[lug] C programming Q.

Michael J. Hammel mjhammel at graphics-muse.org
Wed Apr 17 10:54:41 MDT 2002


I hate this.  We're using some gawd-awful args to gcc that force all
warnings into errors so compiles fail.  Ick.  I've cleaned up most of them,
but now I've hit one that I've never hit before.

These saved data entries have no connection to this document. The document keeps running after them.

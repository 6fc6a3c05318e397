//! WebSocket protocol message definitions
//! These are the wire types for client-server communication

use serde::{Deserialize, Serialize};
use uuid::Uuid;

use crate::game::combat::Projectile;
use crate::game::pickups::{HealthPack, SpecialWeapon};
use crate::game::player::Player;

/// Position or Euler rotation in world space
#[derive(Debug, Clone, Copy, PartialEq, Default, Serialize, Deserialize)]
pub struct Vec3 {
    pub x: f32,
    pub y: f32,
    pub z: f32,
}

impl Vec3 {
    pub const fn new(x: f32, y: f32, z: f32) -> Self {
        Self { x, y, z }
    }
}

/// Paint guns available in the arena
#[derive(Debug, Clone, Copy, PartialEq, Eq, Hash, Serialize, Deserialize)]
#[serde(rename_all = "lowercase")]
pub enum Weapon {
    /// Default sidearm every player spawns with
    Pistol,
    /// Special weapon picked up from the centre of the map
    Sniper,
}

#[derive(Debug, Clone, Copy, PartialEq, Eq, Hash, Serialize, Deserialize)]
#[serde(rename_all = "lowercase")]
pub enum Team {
    Blue,
    Red,
}

impl Team {
    /// Teams alternate by the number of players already in the match
    pub fn for_slot(connected: usize) -> Self {
        if connected % 2 == 0 {
            Self::Blue
        } else {
            Self::Red
        }
    }
}

/// Paint palette. Serialized as the hex string clients render with.
#[derive(Debug, Clone, Copy, PartialEq, Eq, Hash, Serialize, Deserialize)]
pub enum PaintColor {
    #[serde(rename = "#FF0066")]
    Magenta,
    #[serde(rename = "#0066FF")]
    Blue,
    #[serde(rename = "#00FF66")]
    Green,
    #[serde(rename = "#FF6600")]
    Orange,
    #[serde(rename = "#6600FF")]
    Purple,
    #[serde(rename = "#FFFF00")]
    Yellow,
    #[serde(rename = "#FF0000")]
    Red,
    #[serde(rename = "#00FFFF")]
    Cyan,
}

impl PaintColor {
    pub const PALETTE: [PaintColor; 8] = [
        PaintColor::Magenta,
        PaintColor::Blue,
        PaintColor::Green,
        PaintColor::Orange,
        PaintColor::Purple,
        PaintColor::Yellow,
        PaintColor::Red,
        PaintColor::Cyan,
    ];

    /// Palette entry for the Nth player slot, wrapping around
    pub fn for_slot(connected: usize) -> Self {
        Self::PALETTE[connected % Self::PALETTE.len()]
    }
}

/// Messages sent from client to server
#[derive(Debug, Clone, Serialize, Deserialize)]
#[serde(tag = "type", rename_all = "camelCase", rename_all_fields = "camelCase")]
pub enum ClientMsg {
    /// Enter the match with an optional display name
    JoinGame {
        #[serde(default)]
        name: Option<String>,
    },

    /// Latest pose reported by the headset
    PlayerMove { position: Vec3, rotation: Vec3 },

    /// Paintball fired. Any colour the client sends is ignored.
    Shoot {
        position: Vec3,
        direction: Vec3,
        #[serde(default)]
        weapon: Option<Weapon>,
    },

    /// Client-side hit detection result, trusted as reported
    Hit {
        shooter_id: Uuid,
        target_id: Uuid,
        damage: u32,
        #[serde(default)]
        paint_color: Option<PaintColor>,
    },

    CollectHealthPack { pack_id: String },

    CollectSpecialWeapon,
}

/// Messages sent from server to client
#[derive(Debug, Clone, Serialize)]
#[serde(tag = "type", rename_all = "camelCase", rename_all_fields = "camelCase")]
pub enum ServerMsg {
    /// Sent only to the joining client
    PlayerJoined {
        player: Player,
        game_state: GameStateSnapshot,
    },

    /// Sent to everyone else when a player joins
    PlayerConnected { player: Player },

    PlayerDisconnected { player_id: Uuid },

    PlayerMoved {
        player_id: Uuid,
        position: Vec3,
        rotation: Vec3,
    },

    ProjectileFired(Projectile),

    PlayerHit(HitOutcome),

    PlayerRespawned {
        player_id: Uuid,
        position: Vec3,
        health: u32,
    },

    HealthPackCollected {
        player_id: Uuid,
        pack_id: String,
        heal_amount: u32,
        new_health: u32,
    },

    HealthPackRespawned { pack_id: String },

    /// Full pickup table, sent when the match resets
    HealthPacksUpdate { health_packs: Vec<HealthPack> },

    SpecialWeaponCollected { player_id: Uuid, weapon: Weapon },

    SpecialWeaponRespawned(SpecialWeapon),

    SpecialWeaponUpdate(SpecialWeapon),

    /// Held special weapon ran out, player is back on `weapon`
    WeaponExpired { player_id: Uuid, weapon: Weapon },

    GameStarted { duration: u32, players: Vec<Player> },

    TimeUpdate { seconds_remaining: u32 },

    GameEnded {
        winner: Option<Player>,
        final_scores: Vec<FinalScore>,
    },

    GamePaused { message: String },
}

/// Everything a freshly joined client needs to build the scene
#[derive(Debug, Clone, Serialize)]
#[serde(rename_all = "camelCase")]
pub struct GameStateSnapshot {
    pub players: Vec<Player>,
    pub health_packs: Vec<HealthPack>,
    pub special_weapon: SpecialWeapon,
    pub game_active: bool,
    pub game_time: u32,
}

/// Result of an accepted hit report
#[derive(Debug, Clone, PartialEq, Serialize)]
#[serde(rename_all = "camelCase")]
pub struct HitOutcome {
    pub shooter_id: Uuid,
    pub target_id: Uuid,
    pub damage: u32,
    pub paint_color: Option<PaintColor>,
    pub target_health: u32,
    pub target_paint_color: PaintColor,
    /// Includes the elimination bonus when `eliminated` is set
    pub shooter_score: u32,
    pub shooter_hits: u32,
    pub points: u32,
    pub eliminated: bool,
}

#[derive(Debug, Clone, PartialEq, Eq, Serialize)]
#[serde(rename_all = "camelCase")]
pub struct FinalScore {
    pub id: Uuid,
    pub name: String,
    pub score: u32,
}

We have a struct that has a function pointer as a member, such as:

typedef struct teststruct{
    char *name;
    int (*fp) (void);
    int test_type;
} teststruct_0;

An initialization using this struct looks like this:

teststruct_0 tests_noarg[] =
{
	{"Stuck Address", test_stuck_address, someval}
}

The function "test_stuck_address" has this prototype:

    int test_stuck_address (uint *val1, uint *val2, uint count);

During compile, the error we get is this:

    file.c:xxx: warning: initialization from incompatible pointer type

So how do I specify the initialization so that this error (re: warning)
goes away?  I've tried these:

	{"Stuck Address", test_stuck_address(), someval}
	{"Stuck Address", &test_stuck_address, someval}

But neither works.  Does it need a special casting?  Anyone got a suggestion?
-- 
Michael J. Hammel           |
The Graphics Muse           |          Ambivalent? Well, yes and no.